Dei tre, Liedholm incarnava il genio, il giocatore dall’intuito fenomenale, mentre Gren era la sagacia tattica, soprannominato il “Professore”, Nordhal, conosciuto come il “Pompierone”, così chiamato per i suoi trascorsi tra i pompieri, rappresentava la potenza fatta uomo, creando insieme un mix che si sarebbe rivelato micidiale per gli avversari e che portò allo scudetto del Milan nel 1951.
Liedholm avrebbe vinto altri tre titoli in rossonero anche dopo lo scioglimento del trio, il suo passaggio in Italia, però, bloccò la sua carriera in nazionale: probabilmente avrebbe potuto vincere molto di più, ma la sua carriera con la maglia giallo blu fu frenata dalle severe leggi che regolavano il professionismo calcistico in Svezia.
Per questo motivo, dopo la vittoria olimpica di Londra, fu escluso dalla nazionale per quasi dieci anni, salvo essere richiamato in tempo per il mondiale che si svolse in quella terra nel 1958, portando la Svezia a raggiungere il secondo posto, dietro solo al Brasile del debuttante Pelé, con i verde oro che rompevano finalmente la maledizione e riuscivano a diventare per la prima volta campioni del mondo.

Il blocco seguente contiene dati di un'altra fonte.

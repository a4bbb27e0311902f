//! Shared test fixtures for the ga4-extract integration tests.
//!
//! Provides a scripted `ReportExecutor`, a pacer that records pauses instead
//! of sleeping, an identity provider stub, and small config builders.

#![allow(dead_code)]

use std::cell::{Cell, RefCell};
use std::collections::{HashMap, HashSet};
use std::path::Path;
use std::rc::Rc;
use std::time::Duration;

use chrono::NaiveDate;
use ga4_extract::auth::{Credential, IdentityProvider, TokenGrant};
use ga4_extract::batch::Pacer;
use ga4_extract::dates::{DateExpr, ResolvedRange};
use ga4_extract::models::{BatchConfig, Brand, DateRange, DimensionFilter, QueryResult, ReportDefinition};
use ga4_extract::{ExtractError, ReportExecutor};

pub fn today() -> NaiveDate {
    NaiveDate::from_ymd_opt(2024, 3, 15).unwrap()
}

// ---------------------------------------------------------------------------
// StubExecutor
// ---------------------------------------------------------------------------

#[derive(Debug, Clone, PartialEq)]
pub struct Call {
    pub property_id: String,
    pub dates: ResolvedRange,
    pub dimensions: Vec<String>,
    pub metrics: Vec<String>,
    pub filter: Option<DimensionFilter>,
}

/// Returns one row per call, `[dim values.., metric values..]` derived from
/// the property id and call number, unless the property or report is set up
/// to fail.
#[derive(Default)]
pub struct StubExecutor {
    pub calls: RefCell<Vec<Call>>,
    failing_properties: HashSet<String>,
    failing_metrics: HashSet<String>,
    fixed: HashMap<String, QueryResult>,
}

impl StubExecutor {
    pub fn new() -> Self {
        Self::default()
    }

    pub fn failing_property(mut self, property_id: &str) -> Self {
        self.failing_properties.insert(property_id.to_string());
        self
    }

    /// Fail every call that requests `metric`.
    pub fn failing_metric(mut self, metric: &str) -> Self {
        self.failing_metrics.insert(metric.to_string());
        self
    }

    /// Always return `result` for `property_id`.
    pub fn returning(mut self, property_id: &str, result: QueryResult) -> Self {
        self.fixed.insert(property_id.to_string(), result);
        self
    }

    pub fn call_count(&self) -> usize {
        self.calls.borrow().len()
    }
}

impl ReportExecutor for StubExecutor {
    fn execute(
        &self,
        property_id: &str,
        dates: &ResolvedRange,
        dimensions: &[String],
        metrics: &[String],
        dimension_filter: Option<&DimensionFilter>,
    ) -> ga4_extract::Result<QueryResult> {
        self.calls.borrow_mut().push(Call {
            property_id: property_id.to_string(),
            dates: *dates,
            dimensions: dimensions.to_vec(),
            metrics: metrics.to_vec(),
            filter: dimension_filter.cloned(),
        });
        let n = self.calls.borrow().len();

        if self.failing_properties.contains(property_id) {
            return Err(ExtractError::query(property_id, "PERMISSION_DENIED: no access"));
        }
        if metrics.iter().any(|m| self.failing_metrics.contains(m)) {
            return Err(ExtractError::query(property_id, "INVALID_ARGUMENT: unknown metric"));
        }
        if let Some(result) = self.fixed.get(property_id) {
            return Ok(result.clone());
        }

        let header: Vec<String> = dimensions.iter().chain(metrics).cloned().collect();
        let row: Vec<String> = dimensions
            .iter()
            .map(|d| format!("{}-{}", d, property_id))
            .chain(metrics.iter().map(|_| n.to_string()))
            .collect();
        Ok(QueryResult::new(header, vec![row]))
    }
}

// ---------------------------------------------------------------------------
// RecordingPacer
// ---------------------------------------------------------------------------

#[derive(Debug, Default)]
pub struct RecordingPacer {
    pub pauses: Vec<Duration>,
}

impl Pacer for RecordingPacer {
    fn pause(&mut self, delay: Duration) {
        self.pauses.push(delay);
    }
}

// ---------------------------------------------------------------------------
// StubProvider
// ---------------------------------------------------------------------------

/// Identity provider that hands out a fixed grant, or fails.
pub struct StubProvider {
    grant: Option<TokenGrant>,
    calls: Rc<Cell<usize>>,
}

impl StubProvider {
    pub fn granting(token: &str, expires_in: i64) -> Self {
        Self {
            grant: Some(TokenGrant {
                access_token: token.to_string(),
                expires_in: Some(expires_in),
                refresh_token: None,
            }),
            calls: Rc::new(Cell::new(0)),
        }
    }

    /// Shared handle on the number of refresh calls, usable after the
    /// provider has been boxed.
    pub fn counter(&self) -> Rc<Cell<usize>> {
        Rc::clone(&self.calls)
    }

    pub fn failing() -> Self {
        Self {
            grant: None,
            calls: Rc::new(Cell::new(0)),
        }
    }
}

impl IdentityProvider for StubProvider {
    fn refresh(&self, _credential: &Credential) -> ga4_extract::Result<TokenGrant> {
        self.calls.set(self.calls.get() + 1);
        self.grant
            .clone()
            .ok_or_else(|| ExtractError::CredentialsInvalid("invalid_grant: Token has been revoked".to_string()))
    }
}

// ---------------------------------------------------------------------------
// Config builders
// ---------------------------------------------------------------------------

pub fn range(label: &str, start: &str, end: &str) -> DateRange {
    DateRange::new(
        label,
        start.parse::<DateExpr>().unwrap(),
        end.parse::<DateExpr>().unwrap(),
    )
}

pub fn config(
    date_ranges: Vec<DateRange>,
    reports: Vec<ReportDefinition>,
    brands: Vec<Brand>,
) -> BatchConfig {
    BatchConfig::new(date_ranges, reports, brands)
}

pub fn write_file(path: &Path, contents: &str) {
    if let Some(parent) = path.parent() {
        std::fs::create_dir_all(parent).unwrap();
    }
    std::fs::write(path, contents).unwrap();
}

/// Parse a delimited file back into (header, rows).
pub fn read_delimited(path: &Path, delimiter: u8) -> (Vec<String>, Vec<Vec<String>>) {
    let mut rdr = csv::ReaderBuilder::new()
        .delimiter(delimiter)
        .from_path(path)
        .unwrap();
    let header = rdr.headers().unwrap().iter().map(|s| s.to_string()).collect();
    let rows = rdr
        .records()
        .map(|r| r.unwrap().iter().map(|s| s.to_string()).collect())
        .collect();
    (header, rows)
}

/// All files in `dir`, sorted by name.
pub fn files_in(dir: &Path) -> Vec<std::path::PathBuf> {
    let mut files: Vec<_> = match std::fs::read_dir(dir) {
        Ok(entries) => entries.map(|e| e.unwrap().path()).collect(),
        Err(_) => Vec::new(),
    };
    files.sort();
    files
}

Terminata l’attività agonistica, fu naturale il passaggio in panchina, intraprendendo una carriera di allenatore altrettanto fulgida, caso raro per chi è stato un grande in campo.
Da tecnico, praticando tra i primi il gioco a zona, vinse due campionati italiani, e anche in questo caso furono vittorie significative: il primo scudetto lo vinse con gli amati colori rosso neri del Milan, e fu quello della stella, nella stagione 1978/1979; il secondo fu in una piazza complicata come quella di Roma, guidando campioni come Agostino Di Bartolomei, Paulo Roberto Falcão, Bruno Conti, Carlo Ancelotti, che tanto avrebbe imparato da lui per la sua futura, vincente, carriera di allenatore.
Questo fu il secondo titolo anche per i giallo rossi, colori con i quali Liedholm vinse anche tre Coppe Italia e raggiunse la finale di Coppa dei Campioni nel 1984, poi persa ai rigori all’”Olimpico” di Roma contro il Liverpool.
Poi, ancora la spola tra Milan e Roma, con una parentesi a Verona, fino a chiudere una luminosa carriera e a concludere l’avventura terrena nella sua tenuta di Cuccaro Monferrato, nel 2007.
Sia in campo, sia in panca, Nils Liedholm si distinse sempre per l’eleganza e la pacatezza, mai coinvolto in eccessi dialettici o comportamentali, da vero nobile della pedata, meritandosi il titolo di Barone del calcio italiano.